AIM OF THE TASK ::
The entries below should be transcribed in their entirety, exactly as written.

########################################

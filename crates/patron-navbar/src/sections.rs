//! Navbar section visibility.
//!
//! Sections are the navigational categories of a collective page. The CTA
//! engine consults them for exactly one rule: the contribute button only
//! shows when the contribute section is enabled for this viewer.

use patron_core::CollectiveKind;
use serde::{Deserialize, Serialize};

// ─── Sections ────────────────────────────────────────────────────────────────

/// A navigational category on the collective page.
#[derive(Debug, Clone, Copy, PartialEq, Eq, Serialize, Deserialize)]
#[serde(rename_all = "lowercase")]
pub enum NavbarSection {
  About,
  Contribute,
  Budget,
  Connect,
  Updates,
}

/// One section entry, possibly restricted to admins.
#[derive(Debug, Clone, Copy, PartialEq, Eq, Serialize, Deserialize)]
pub struct SectionEntry {
  pub section:    NavbarSection,
  #[serde(default)]
  pub admin_only: bool,
}

// ─── SectionSet ──────────────────────────────────────────────────────────────

/// The sections enabled for one collective page.
#[derive(Debug, Clone, Default, Serialize, Deserialize)]
#[serde(transparent)]
pub struct SectionSet {
  entries: Vec<SectionEntry>,
}

impl SectionSet {
  pub fn new() -> Self { Self::default() }

  pub fn with(mut self, section: NavbarSection, admin_only: bool) -> Self {
    self.entries.push(SectionEntry { section, admin_only });
    self
  }

  /// A section is enabled iff it is listed and either unrestricted or the
  /// viewer is an admin.
  pub fn is_enabled(&self, section: NavbarSection, is_admin: bool) -> bool {
    self
      .entries
      .iter()
      .any(|entry| entry.section == section && (!entry.admin_only || is_admin))
  }

  /// The stock sections for a collective kind, used when the caller does not
  /// supply a filtered list of its own.
  pub fn default_for(kind: CollectiveKind) -> Self {
    match kind {
      CollectiveKind::Collective => Self::new()
        .with(NavbarSection::Contribute, false)
        .with(NavbarSection::Budget, false)
        .with(NavbarSection::Updates, false)
        .with(NavbarSection::Connect, false)
        .with(NavbarSection::About, false),
      CollectiveKind::Fund | CollectiveKind::Project => Self::new()
        .with(NavbarSection::Contribute, false)
        .with(NavbarSection::Budget, false)
        .with(NavbarSection::About, false),
      CollectiveKind::Event => Self::new()
        .with(NavbarSection::Contribute, false)
        .with(NavbarSection::Connect, false)
        .with(NavbarSection::About, false),
      CollectiveKind::Organization => Self::new()
        .with(NavbarSection::Connect, false)
        .with(NavbarSection::Budget, true)
        .with(NavbarSection::About, false),
      CollectiveKind::User | CollectiveKind::Vendor => {
        Self::new().with(NavbarSection::About, false)
      }
    }
  }
}

// ─── Tests ───────────────────────────────────────────────────────────────────

#[cfg(test)]
mod tests {
  use super::*;

  #[test]
  fn unlisted_section_is_disabled() {
    let sections = SectionSet::default_for(CollectiveKind::User);
    assert!(!sections.is_enabled(NavbarSection::Contribute, true));
  }

  #[test]
  fn admin_only_section_is_gated() {
    let sections = SectionSet::default_for(CollectiveKind::Organization);
    assert!(!sections.is_enabled(NavbarSection::Budget, false));
    assert!(sections.is_enabled(NavbarSection::Budget, true));
  }

  #[test]
  fn fund_gets_the_contribute_section() {
    let sections = SectionSet::default_for(CollectiveKind::Fund);
    assert!(sections.is_enabled(NavbarSection::Contribute, false));
  }
}
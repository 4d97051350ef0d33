//! Handlers for navbar resolution endpoints.
//!
//! | Method | Path | Notes |
//! |--------|------|-------|
//! | `GET`  | `/collectives/{slug}/navbar` | Roles via `?admin=&hostAdmin=&root=`, default false |
//! | `POST` | `/navbar/resolve` | Inline collective, roles, and overrides in the body |

use std::sync::Arc;

use axum::{
  Json,
  extract::{Path, Query, State},
};
use patron_core::{Collective, ViewerRole, directory::CollectiveDirectory};
use patron_navbar::{CtaSet, NavbarResolution, SectionSet, resolve};
use serde::Deserialize;

use crate::error::ApiError;

// ─── By slug ──────────────────────────────────────────────────────────────────

#[derive(Debug, Deserialize, Default)]
#[serde(rename_all = "camelCase")]
pub struct RoleParams {
  #[serde(default)]
  pub admin:      bool,
  #[serde(default)]
  pub host_admin: bool,
  #[serde(default)]
  pub root:       bool,
}

impl RoleParams {
  fn role(&self) -> ViewerRole {
    ViewerRole {
      is_admin:      self.admin,
      is_host_admin: self.host_admin,
      is_root:       self.root,
    }
  }
}

/// `GET /collectives/{slug}/navbar[?admin=true][&hostAdmin=true][&root=true]`
pub async fn for_collective<D>(
  State(directory): State<Arc<D>>,
  Path(slug): Path<String>,
  Query(params): Query<RoleParams>,
) -> Result<Json<NavbarResolution>, ApiError>
where
  D: CollectiveDirectory,
  D::Error: std::error::Error + Send + Sync + 'static,
{
  let collective = directory
    .collective_by_slug(&slug)
    .await
    .map_err(|e| ApiError::Directory(Box::new(e)))?
    .ok_or(ApiError::UnknownCollective(slug))?;

  Ok(Json(resolve(Some(&collective), None, params.role(), None)))
}

// ─── Inline ───────────────────────────────────────────────────────────────────

#[derive(Debug, Deserialize, Default)]
#[serde(rename_all = "camelCase")]
pub struct ResolveBody {
  /// `null` (or absent) means the collective is still loading; the
  /// resolution is empty, not an error.
  #[serde(default)]
  pub collective: Option<Collective>,
  #[serde(default)]
  pub viewer:     ViewerRole,
  /// Enabled sections; absent falls back to the stock sections for the
  /// collective kind.
  #[serde(default)]
  pub sections:   Option<SectionSet>,
  #[serde(default)]
  pub overrides:  Option<CtaSet>,
}

/// `POST /navbar/resolve` — resolve for a collective supplied inline.
pub async fn resolve_inline(
  Json(body): Json<ResolveBody>,
) -> Json<NavbarResolution> {
  Json(resolve(
    body.collective.as_ref(),
    body.sections.as_ref(),
    body.viewer,
    body.overrides.as_ref(),
  ))
}
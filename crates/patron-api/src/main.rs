//! patron-api server binary.
//!
//! Reads `config.toml` (or the path specified with `--config`), loads the
//! seed directory, and serves the navbar resolution API over HTTP.

use std::{path::PathBuf, sync::Arc};

use anyhow::Context as _;
use clap::Parser;
use patron_api::{SeedDirectory, ServerConfig};
use tokio::net::TcpListener;
use tower_http::trace::TraceLayer;
use tracing::level_filters::LevelFilter;
use tracing_subscriber::EnvFilter;

#[derive(Parser)]
#[command(author, version, about = "Patron navbar API server")]
struct Cli {
  /// Path to the TOML configuration file.
  #[arg(short, long, default_value = "config.toml")]
  config: PathBuf,
}

#[tokio::main]
async fn main() -> anyhow::Result<()> {
  // Initialise tracing.
  tracing_subscriber::fmt()
    .with_env_filter(
      EnvFilter::builder()
        .with_default_directive(LevelFilter::INFO.into())
        .from_env_lossy(),
    )
    .init();

  let cli = Cli::parse();

  // Load configuration.
  let settings = config::Config::builder()
    .add_source(config::File::from(cli.config).required(false))
    .add_source(config::Environment::with_prefix("PATRON"))
    .build()
    .context("failed to read config file")?;

  let server_cfg: ServerConfig = settings
    .try_deserialize()
    .context("failed to deserialise ServerConfig")?;

  // Load the collective directory.
  let directory = SeedDirectory::load(&server_cfg.seed_path)
    .with_context(|| {
      format!("failed to load seed at {:?}", server_cfg.seed_path)
    })?;

  let app = patron_api::api_router(Arc::new(directory))
    .layer(TraceLayer::new_for_http());
  let address = format!("{}:{}", server_cfg.host, server_cfg.port);

  tracing::info!("Listening on http://{address}");
  let listener = TcpListener::bind(&address)
    .await
    .with_context(|| format!("failed to bind {address}"))?;

  axum::serve(listener, app).await.context("server error")?;

  Ok(())
}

########################################

TASK RESULT ::
filename crates/patron-navbar/src/sections.rs
//! Navbar section visibility.
//!
//! Sections are the navigational categories of a collective page. The CTA
//! engine consults them for exactly one rule: the contribute button only
//! shows when the contribute section is enabled for this viewer.

use patron_core::CollectiveKind;
use serde::{Deserialize, Serialize};

// ─── Sections ────────────────────────────────────────────────────────────────

/// A navigational category on the collective page.
#[derive(Debug, Clone, Copy, PartialEq, Eq, Serialize, Deserialize)]
#[serde(rename_all = "lowercase")]
pub enum NavbarSection {
  About,
  Contribute,
  Budget,
  Connect,
  Updates,
}

/// One section entry, possibly restricted to admins.
#[derive(Debug, Clone, Copy, PartialEq, Eq, Serialize, Deserialize)]
pub struct SectionEntry {
  pub section:    NavbarSection,
  #[serde(default)]
  pub admin_only: bool,
}

// ─── SectionSet ──────────────────────────────────────────────────────────────

/// The sections enabled for one collective page.
#[derive(Debug, Clone, Default, Serialize, Deserialize)]
#[serde(transparent)]
pub struct SectionSet {
  entries: Vec<SectionEntry>,
}

impl SectionSet {
  pub fn new() -> Self { Self::default() }

  pub fn with(mut self, section: NavbarSection, admin_only: bool) -> Self {
    self.entries.push(SectionEntry { section, admin_only });
    self
  }

  /// A section is enabled iff it is listed and either unrestricted or the
  /// viewer is an admin.
  pub fn is_enabled(&self, section: NavbarSection, is_admin: bool) -> bool {
    self
      .entries
      .iter()
      .any(|entry| entry.section == section && (!entry.admin_only || is_admin))
  }

  /// The stock sections for a collective kind, used when the caller does not
  /// supply a filtered list of its own.
  pub fn default_for(kind: CollectiveKind) -> Self {
    match kind {
      CollectiveKind::Collective => Self::new()
        .with(NavbarSection::Contribute, false)
        .with(NavbarSection::Budget, false)
        .with(NavbarSection::Updates, false)
        .with(NavbarSection::Connect, false)
        .with(NavbarSection::About, false),
      CollectiveKind::Fund | CollectiveKind::Project => Self::new()
        .with(NavbarSection::Contribute, false)
        .with(NavbarSection::Budget, false)
        .with(NavbarSection::About, false),
      CollectiveKind::Event => Self::new()
        .with(NavbarSection::Contribute, false)
        .with(NavbarSection::Connect, false)
        .with(NavbarSection::About, false),
      CollectiveKind::Organization => Self::new()
        .with(NavbarSection::Connect, false)
        .with(NavbarSection::Budget, true)
        .with(NavbarSection::About, false),
      CollectiveKind::User | CollectiveKind::Vendor => {
        Self::new().with(NavbarSection::About, false)
      }
    }
  }
}

// ─── Tests ───────────────────────────────────────────────────────────────────

#[cfg(test)]
mod tests {
  use super::*;

  #[test]
  fn unlisted_section_is_disabled() {
    let sections = SectionSet::default_for(CollectiveKind::User);
    assert!(!sections.is_enabled(NavbarSection::Contribute, true));
  }

  #[test]
  fn admin_only_section_is_gated() {
    let sections = SectionSet::default_for(CollectiveKind::Organization);
    assert!(!sections.is_enabled(NavbarSection::Budget, false));
    assert!(sections.is_enabled(NavbarSection::Budget, true));
  }

  #[test]
  fn fund_gets_the_contribute_section() {
    let sections = SectionSet::default_for(CollectiveKind::Fund);
    assert!(sections.is_enabled(NavbarSection::Contribute, false));
  }
}
repository 4d97051350ef0d33
//! Handlers for navbar resolution endpoints.
//!
//! | Method | Path | Notes |
//! |--------|------|-------|
//! | `GET`  | `/collectives/{slug}/navbar` | Roles via `?admin=&hostAdmin=&root=`, default false |
//! | `POST` | `/navbar/resolve` | Inline collective, roles, and overrides in the body |

use std::sync::Arc;

use axum::{
  Json,
  extract::{Path, Query, State},
};
use patron_core::{Collective, ViewerRole, directory::CollectiveDirectory};
use patron_navbar::{CtaSet, NavbarResolution, SectionSet, resolve};
use serde::Deserialize;

use crate::error::ApiError;

// ─── By slug ──────────────────────────────────────────────────────────────────

#[derive(Debug, Deserialize, Default)]
#[serde(rename_all = "camelCase")]
pub struct RoleParams {
  #[serde(default)]
  pub admin:      bool,
  #[serde(default)]
  pub host_admin: bool,
  #[serde(default)]
  pub root:       bool,
}

impl RoleParams {
  fn role(&self) -> ViewerRole {
    ViewerRole {
      is_admin:      self.admin,
      is_host_admin: self.host_admin,
      is_root:       self.root,
    }
  }
}

/// `GET /collectives/{slug}/navbar[?admin=true][&hostAdmin=true][&root=true]`
pub async fn for_collective<D>(
  State(directory): State<Arc<D>>,
  Path(slug): Path<String>,
  Query(params): Query<RoleParams>,
) -> Result<Json<NavbarResolution>, ApiError>
where
  D: CollectiveDirectory,
  D::Error: std::error::Error + Send + Sync + 'static,
{
  let collective = directory
    .collective_by_slug(&slug)
    .await
    .map_err(|e| ApiError::Directory(Box::new(e)))?
    .ok_or(ApiError::UnknownCollective(slug))?;

  Ok(Json(resolve(Some(&collective), None, params.role(), None)))
}

// ─── Inline ───────────────────────────────────────────────────────────────────

#[derive(Debug, Deserialize, Default)]
#[serde(rename_all = "camelCase")]
pub struct ResolveBody {
  /// `null` (or absent) means the collective is still loading; the
  /// resolution is empty, not an error.
  #[serde(default)]
  pub collective: Option<Collective>,
  #[serde(default)]
  pub viewer:     ViewerRole,
  /// Enabled sections; absent falls back to the stock sections for the
  /// collective kind.
  #[serde(default)]
  pub sections:   Option<SectionSet>,
  #[serde(default)]
  pub overrides:  Option<CtaSet>,
}

/// `POST /navbar/resolve` — resolve for a collective supplied inline.
pub async fn resolve_inline(
  Json(body): Json<ResolveBody>,
) -> Json<NavbarResolution> {
  Json(resolve(
    body.collective.as_ref(),
    body.sections.as_ref(),
    body.viewer,
    body.overrides.as_ref(),
  ))
}
filename crates/patron-api/src/main.rs
//! patron-api server binary.
//!
//! Reads `config.toml` (or the path specified with `--config`), loads the
//! seed directory, and serves the navbar resolution API over HTTP.

use std::{path::PathBuf, sync::Arc};

use anyhow::Context as _;
use clap::Parser;
use patron_api::{SeedDirectory, ServerConfig};
use tokio::net::TcpListener;
use tower_http::trace::TraceLayer;
use tracing::level_filters::LevelFilter;
use tracing_subscriber::EnvFilter;

#[derive(Parser)]
#[command(author, version, about = "Patron navbar API server")]
struct Cli {
  /// Path to the TOML configuration file.
  #[arg(short, long, default_value = "config.toml")]
  config: PathBuf,
}

#[tokio::main]
async fn main() -> anyhow::Result<()> {
  // Initialise tracing.
  tracing_subscriber::fmt()
    .with_env_filter(
      EnvFilter::builder()
        .with_default_directive(LevelFilter::INFO.into())
        .from_env_lossy(),
    )
    .init();

  let cli = Cli::parse();

  // Load configuration.
  let settings = config::Config::builder()
    .add_source(config::File::from(cli.config).required(false))
    .add_source(config::Environment::with_prefix("PATRON"))
    .build()
    .context("failed to read config file")?;

  let server_cfg: ServerConfig = settings
    .try_deserialize()
    .context("failed to deserialise ServerConfig")?;

  // Load the collective directory.
  let directory = SeedDirectory::load(&server_cfg.seed_path)
    .with_context(|| {
      format!("failed to load seed at {:?}", server_cfg.seed_path)
    })?;

  let app = patron_api::api_router(Arc::new(directory))
    .layer(TraceLayer::new_for_http());
  let address = format!("{}:{}", server_cfg.host, server_cfg.port);

  tracing::info!("Listening on http://{address}");
  let listener = TcpListener::bind(&address)
    .await
    .with_context(|| format!("failed to bind {address}"))?;

  axum::serve(listener, app).await.context("server error")?;

  Ok(())
}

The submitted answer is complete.